**WHAT IS REQUIRED:**
The material below holds a span beginning at the line with "let saved_at = Utc::now();" and ending at the line with "guarded by a". Quote that span exactly, both ends included, and only that span.

**STORED DATA:**

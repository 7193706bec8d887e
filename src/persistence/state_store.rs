//! Crash-safe JSON files backing the risk engine.
//!
//! Three self-contained files live in the state directory:
//! - `positions.json`: open positions plus the same-day closed window
//! - `state.json`: ledger counters and the circuit-breaker latch
//! - `lifetime.json`: cumulative performance
//!
//! Each one is rewritten through a temporary file in the same directory
//! that is flushed, fsynced and renamed over the target.

use crate::domain::entities::ledger::{Ledger, LifetimeStats};
use crate::domain::entities::position::{ClosedPosition, Position};
use crate::domain::errors::PersistenceError;
use crate::domain::repositories::book_store::{BookSnapshot, BookStore};
use crate::domain::services::circuit_breaker::CircuitBreakerState;
use chrono::{DateTime, Utc};
use serde::de::DeserializeOwned;
use serde::{Deserialize, Serialize};
use std::fs::{self, File};
use std::io::{ErrorKind, Write};
use std::path::{Path, PathBuf};
use std::sync::{Mutex, PoisonError};
use tracing::{debug, info};

pub const POSITIONS_FILE: &str = "positions.json";
pub const STATE_FILE: &str = "state.json";
pub const LIFETIME_FILE: &str = "lifetime.json";

const FORMAT_VERSION: u32 = 1;

#[derive(Serialize)]
struct PositionsOut<'a> {
    version: u32,
    saved_at: DateTime<Utc>,
    open: &'a [Position],
    recent_closed: &'a [ClosedPosition],
}

#[derive(Deserialize)]
struct PositionsIn {
    #[serde(default)]
    open: Vec<Position>,
    #[serde(default)]
    recent_closed: Vec<ClosedPosition>,
}

#[derive(Serialize)]
struct StateOut<'a> {
    version: u32,
    saved_at: DateTime<Utc>,
    ledger: &'a Ledger,
    circuit_breaker: &'a CircuitBreakerState,
}

#[derive(Deserialize)]
struct StateIn {
    #[serde(default)]
    ledger: Ledger,
    #[serde(default)]
    circuit_breaker: CircuitBreakerState,
}

#[derive(Serialize)]
struct LifetimeOut<'a> {
    version: u32,
    saved_at: DateTime<Utc>,
    #[serde(flatten)]
    stats: &'a LifetimeStats,
}

#[derive(Deserialize)]
struct LifetimeIn {
    #[serde(flatten)]
    stats: LifetimeStats,
}

/// [`BookStore`] over three atomically rewritten JSON files
pub struct JsonStateStore {
    dir: PathBuf,
    /// Serializes writers sharing this store
    write_lock: Mutex<()>,
}

impl JsonStateStore {
    pub fn new(dir: impl Into<PathBuf>) -> Result<Self, PersistenceError> {
        let dir = dir.into();
        fs::create_dir_all(&dir).map_err(|source| io_error(&dir, source))?;
        info!("State directory: {}", dir.display());
        Ok(Self {
            dir,
            write_lock: Mutex::new(()),
        })
    }

    pub fn dir(&self) -> &Path {
        &self.dir
    }

    fn read_json<T: DeserializeOwned>(&self, name: &str) -> Result<Option<T>, PersistenceError> {
        let path = self.dir.join(name);
        let bytes = match fs::read(&path) {
            Ok(bytes) => bytes,
            Err(e) if e.kind() == ErrorKind::NotFound => {
                debug!("{} not found, starting empty", path.display());
                return Ok(None);
            }
            Err(source) => return Err(io_error(&path, source)),
        };
        serde_json::from_slice(&bytes)
            .map(Some)
            .map_err(|source| PersistenceError::Serialization {
                path: path.display().to_string(),
                source,
            })
    }

    fn write_json<T: Serialize>(&self, name: &str, value: &T) -> Result<(), PersistenceError> {
        let target = self.dir.join(name);
        let bytes =
            serde_json::to_vec_pretty(value).map_err(|source| PersistenceError::Serialization {
                path: target.display().to_string(),
                source,
            })?;
        write_atomic(&self.dir, &target, &bytes)
    }
}

impl BookStore for JsonStateStore {
    fn load(&self) -> Result<BookSnapshot, PersistenceError> {
        let positions: Option<PositionsIn> = self.read_json(POSITIONS_FILE)?;
        let state: Option<StateIn> = self.read_json(STATE_FILE)?;
        let lifetime: Option<LifetimeIn> = self.read_json(LIFETIME_FILE)?;

        let (open, recent_closed) = positions
            .map(|p| (p.open, p.recent_closed))
            .unwrap_or_default();
        let (ledger, breaker) = state
            .map(|s| (s.ledger, s.circuit_breaker))
            .unwrap_or_default();

        Ok(BookSnapshot {
            open,
            recent_closed,
            ledger,
            breaker,
            lifetime: lifetime.map(|l| l.stats).unwrap_or_default(),
        })
    }

    fn save(&self, book: &BookSnapshot) -> Result<(), PersistenceError> {
        let _guard = self
            .write_lock
            .lock()
            .unwrap_or_else(PoisonError::into_inner);
        let saved_at = Utc::now();

        self.write_json(
            POSITIONS_FILE,
            &PositionsOut {
                version: FORMAT_VERSION,
                saved_at,
                open: &book.open,
                recent_closed: &book.recent_closed,
            },
        )?;
        self.write_json(
            STATE_FILE,
            &StateOut {
                version: FORMAT_VERSION,
                saved_at,
                ledger: &book.ledger,
                circuit_breaker: &book.breaker,
            },
        )?;
        self.write_json(
            LIFETIME_FILE,
            &LifetimeOut {
                version: FORMAT_VERSION,
                saved_at,
                stats: &book.lifetime,
            },
        )?;
        debug!(
            "Saved {} open / {} recent closed positions",
            book.open.len(),
            book.recent_closed.len()
        );
        Ok(())
    }
}

fn io_error(path: &Path, source: std::io::Error) -> PersistenceError {
    PersistenceError::Io {
        path: path.display().to_string(),
        source,
    }
}

/// Write `bytes` to a sibling temp file, fsync it, then rename over `target`
fn write_atomic(dir: &Path, target: &Path, bytes: &[u8]) -> Result<(), PersistenceError> {
    let file_name = target
        .file_name()
        .map(|n| n.to_string_lossy().into_owned())
        .unwrap_or_default();
    let tmp = dir.join(format!(".{}.tmp", file_name));

    let mut file = File::create(&tmp).map_err(|source| io_error(&tmp, source))?;
    file.write_all(bytes)
        .and_then(|_| file.flush())
        .and_then(|_| file.sync_all())
        .map_err(|source| io_error(&tmp, source))?;
    drop(file);

    fs::rename(&tmp, target).map_err(|source| io_error(target, source))?;

    // make the rename itself durable
    #[cfg(unix)]
    if let Ok(dir_handle) = File::open(dir) {
        let _ = dir_handle.sync_all();
    }
    Ok(())
}
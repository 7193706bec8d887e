//! Persistence Layer
//!
//! Two stores with different durability needs:
//! - `state_store`: the risk engine's book as atomically rewritten JSON
//!   files, reloaded on every start
//! - `journal`: an append-only SQLite event history guarded by a
//!   single-writer lock file (`lock`)
//!
//! # Database Schema
//!
//! ## Events Table
//! - id: Serial
//! - event_type: position_opened, position_closed, ratchet_advanced, ...
//! - exchange: Venue name
//! - pair: Optional trading pair (e.g., "ETH/EUR")
//! - details: JSON payload of the event
//! - timestamp: Timestamp

pub mod journal;
pub mod lock;
pub mod models;
pub mod state_store;

use sqlx::sqlite::{SqliteConnectOptions, SqlitePool, SqlitePoolOptions};
use std::path::Path;
use std::str::FromStr;
use tracing::info;

/// Database connection pool
pub type DbPool = SqlitePool;

#[derive(Debug, thiserror::Error)]
pub enum DatabaseError {
    #[error("Database connection error: {0}")]
    ConnectionError(#[from] sqlx::Error),

    #[error("Migration error: {0}")]
    MigrationError(String),

    #[error("Query error: {0}")]
    QueryError(String),

    #[error("Journal is open read-only")]
    ReadOnly,
}

/// Open the journal database.
///
/// # Arguments
/// - `database_url`: e.g. "sqlite://data/journal.db" or "sqlite::memory:"
/// - `read_only`: open without creating or migrating anything
pub async fn init_database(database_url: &str, read_only: bool) -> Result<DbPool, DatabaseError> {
    info!(
        "Initializing database: {}{}",
        database_url,
        if read_only { " (read-only)" } else { "" }
    );
    let in_memory = database_url.contains(":memory:");

    if !read_only {
        if let Some(db_path) = database_url.strip_prefix("sqlite://") {
            if let Some(parent) = Path::new(db_path).parent() {
                std::fs::create_dir_all(parent).map_err(|e| {
                    DatabaseError::ConnectionError(sqlx::Error::Configuration(Box::new(e)))
                })?;
            }
        }
    }

    let options = SqliteConnectOptions::from_str(database_url)?
        .create_if_missing(!read_only)
        .read_only(read_only);

    // every in-memory connection is its own database
    let pool = if in_memory {
        SqlitePoolOptions::new()
            .max_connections(1)
            .idle_timeout(None)
            .max_lifetime(None)
    } else {
        SqlitePoolOptions::new().max_connections(5)
    }
    .connect_with(options)
    .await?;

    if !read_only {
        run_migrations(&pool).await?;
    }

    info!("✓ Database initialized successfully");
    Ok(pool)
}

async fn run_migrations(pool: &DbPool) -> Result<(), DatabaseError> {
    sqlx::query(
        r#"
        CREATE TABLE IF NOT EXISTS events (
            id INTEGER PRIMARY KEY AUTOINCREMENT,
            event_type TEXT NOT NULL,
            exchange TEXT NOT NULL,
            pair TEXT,
            details TEXT NOT NULL,
            timestamp DATETIME NOT NULL DEFAULT CURRENT_TIMESTAMP
        )
        "#,
    )
    .execute(pool)
    .await
    .map_err(|e| DatabaseError::MigrationError(format!("Failed to create events table: {}", e)))?;

    sqlx::query("CREATE INDEX IF NOT EXISTS idx_events_timestamp ON events(timestamp)")
        .execute(pool)
        .await
        .map_err(|e| DatabaseError::MigrationError(format!("Failed to create index: {}", e)))?;

    sqlx::query("CREATE INDEX IF NOT EXISTS idx_events_pair ON events(pair)")
        .execute(pool)
        .await
        .map_err(|e| DatabaseError::MigrationError(format!("Failed to create index: {}", e)))?;

    Ok(())
}
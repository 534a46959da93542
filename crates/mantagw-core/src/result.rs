//! Convenience result type alias for mantagw.

use crate::error::AppError;

/// A specialized `Result` type for gateway and store operations.
pub type AppResult<T> = Result<T, AppError>;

**TASK ANSWER:**
        let saved_at = Utc::now();

        self.write_json(
            POSITIONS_FILE,
            &PositionsOut {
                version: FORMAT_VERSION,
                saved_at,
                open: &book.open,
                recent_closed: &book.recent_closed,
            },
        )?;
        self.write_json(
            STATE_FILE,
            &StateOut {
                version: FORMAT_VERSION,
                saved_at,
                ledger: &book.ledger,
                circuit_breaker: &book.breaker,
            },
        )?;
        self.write_json(
            LIFETIME_FILE,
            &LifetimeOut {
                version: FORMAT_VERSION,
                saved_at,
                stats: &book.lifetime,
            },
        )?;
        debug!(
            "Saved {} open / {} recent closed positions",
            book.open.len(),
            book.recent_closed.len()
        );
        Ok(())
    }
}

fn io_error(path: &Path, source: std::io::Error) -> PersistenceError {
    PersistenceError::Io {
        path: path.display().to_string(),
        source,
    }
}

/// Write `bytes` to a sibling temp file, fsync it, then rename over `target`
fn write_atomic(dir: &Path, target: &Path, bytes: &[u8]) -> Result<(), PersistenceError> {
    let file_name = target
        .file_name()
        .map(|n| n.to_string_lossy().into_owned())
        .unwrap_or_default();
    let tmp = dir.join(format!(".{}.tmp", file_name));

    let mut file = File::create(&tmp).map_err(|source| io_error(&tmp, source))?;
    file.write_all(bytes)
        .and_then(|_| file.flush())
        .and_then(|_| file.sync_all())
        .map_err(|source| io_error(&tmp, source))?;
    drop(file);

    fs::rename(&tmp, target).map_err(|source| io_error(target, source))?;

    // make the rename itself durable
    #[cfg(unix)]
    if let Ok(dir_handle) = File::open(dir) {
        let _ = dir_handle.sync_all();
    }
    Ok(())
}
repository 7193706bec8d887e
//! Persistence Layer
//!
//! Two stores with different durability needs:
//! - `state_store`: the risk engine's book as atomically rewritten JSON
//!   files, reloaded on every start
//! - `journal`: an append-only SQLite event history guarded by a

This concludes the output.